As mobile devices have proliferated and become powerful, providers want to deliver more functionality to users. Much of this functionality makes use of fast-changing data like reservations, gaming, weather, messages, and many more. Storing and quickly processing this data to support large numbers of mobile devices requires a highly scalable server-side architecture. IMDGs play an important role in delivering the scalability that these applications need to keep users happy. For example, we have a customer who provides mobile apps to their customers using a SaaS application and uses our IMDG to store fast-changing data accessed by mobile devices; this gives them both scalable performance and fast response times.

Anticipating for growth in business requires the right data and the right products.  What gives you confidence in the future?

ScaleOut Software has relied on a highly customer-driven process to identify new product features. We now have more than a seven year history of providing IMDG products to our customers, and in that time we have worked with hundreds of customers to assess their needs and support their use cases. This experience has enabled us to build a sizable store of knowledge about our market and to anticipate what to build next to meet their needs.

At the same time, the key to entrepreneurship is to balance our customers’ feature requests with innovation that anticipates how the market will evolve. We believe that the market for big data analytics has arrived because it offers tremendous benefits in maximizing the value of our customers’ data. Making analytics easy to use, fast, and a seamless part of scalable applications offers important new capabilities for our customers, and that is our reason for creating ScaleOut Analytics Server.

 

BILL BAIN

SERVER SAVANT

 

Biggest misconception about data farms & scalability?

Most people assume that adding more servers to an application (often called “scaling out”) will help it run a fixed size workload faster, but this is rarely the case. The key to scaling out an application is to add servers to handle a growing workload in the same amount of time as the smaller workload. This ensures that users never see degraded performance even if the workload gets very large, and that’s what most applications actually need.
Another misconception is that parallel computing is inherently complex. While it is true that some technologies, such as multi-threading and distributed synchronization, can be difficult to understand and implement correctly, data-parallel computing can be very straightforward to grasp and use. Our approach to IMDG-based data analytics is to keep the computing model as simple as possible while delivering high performance. Keeping it simple is an important lesson from three decades of parallel computing.

Top 3 trends you’re watching?

The rapid adoption of big data analytics is the key technical trend I watch every day. I think we will see much tighter integration of in-memory computing with fast SSD storage and scalable, NoSQL persistent stores over the next few years. The optimum way to combine these technologies and to hone the parallel computing model that uses them is still evolving at a rapid rate.
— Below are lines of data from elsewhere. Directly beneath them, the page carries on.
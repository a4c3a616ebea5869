//! Ranked backend selection shared by the detector and recognizer gateways.

use std::error::Error;

type Constructor<B> = Box<dyn FnOnce() -> Result<Box<B>, Box<dyn Error + Send + Sync>> + Send>;

/// A named, lazily-constructed backend candidate.
pub struct BackendCandidate<B: ?Sized> {
    name: &'static str,
    construct: Constructor<B>,
}

impl<B: ?Sized> BackendCandidate<B> {
    pub fn new<F, E>(name: &'static str, construct: F) -> Self
    where
        F: FnOnce() -> Result<Box<B>, E> + Send + 'static,
        E: Error + Send + Sync + 'static,
    {
        Self {
            name,
            construct: Box::new(move || construct().map_err(|e| Box::new(e) as Box<dyn Error + Send + Sync>)),
        }
    }

    pub fn name(&self) -> &'static str {
        self.name
    }
}

/// Construct candidates in order and keep the first that succeeds.
///
/// Later candidates are never constructed once one succeeds.
pub(crate) fn select_first<B: ?Sized>(kind: &str, candidates: Vec<BackendCandidate<B>>) -> Option<Box<B>> {
    for candidate in candidates {
        match (candidate.construct)() {
            Ok(backend) => {
                tracing::info!(kind, backend = candidate.name, "backend selected");
                return Some(backend);
            }
            Err(e) => {
                tracing::warn!(kind, backend = candidate.name, error = %e, "backend unavailable");
            }
        }
    }
    tracing::warn!(kind, "no backend available; results will be empty");
    None
}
Another trend that I am watching is the emergence of scalable infrastructures that simultaneously optimize the combination of performance and energy usage, especially within data centers. Today’s data centers optimize for high availability at the expense of unsustainable energy usage. Scalable computing techniques and server virtualization give us the tools we need to create new infrastructures that dynamically optimize both of these competing needs. This technology will become vitally important in the coming years, especially as fuel prices climb and climate change accelerates.

Most satisfying project?

Without a doubt, it is the raising of our daughter. Everything else pales in comparison.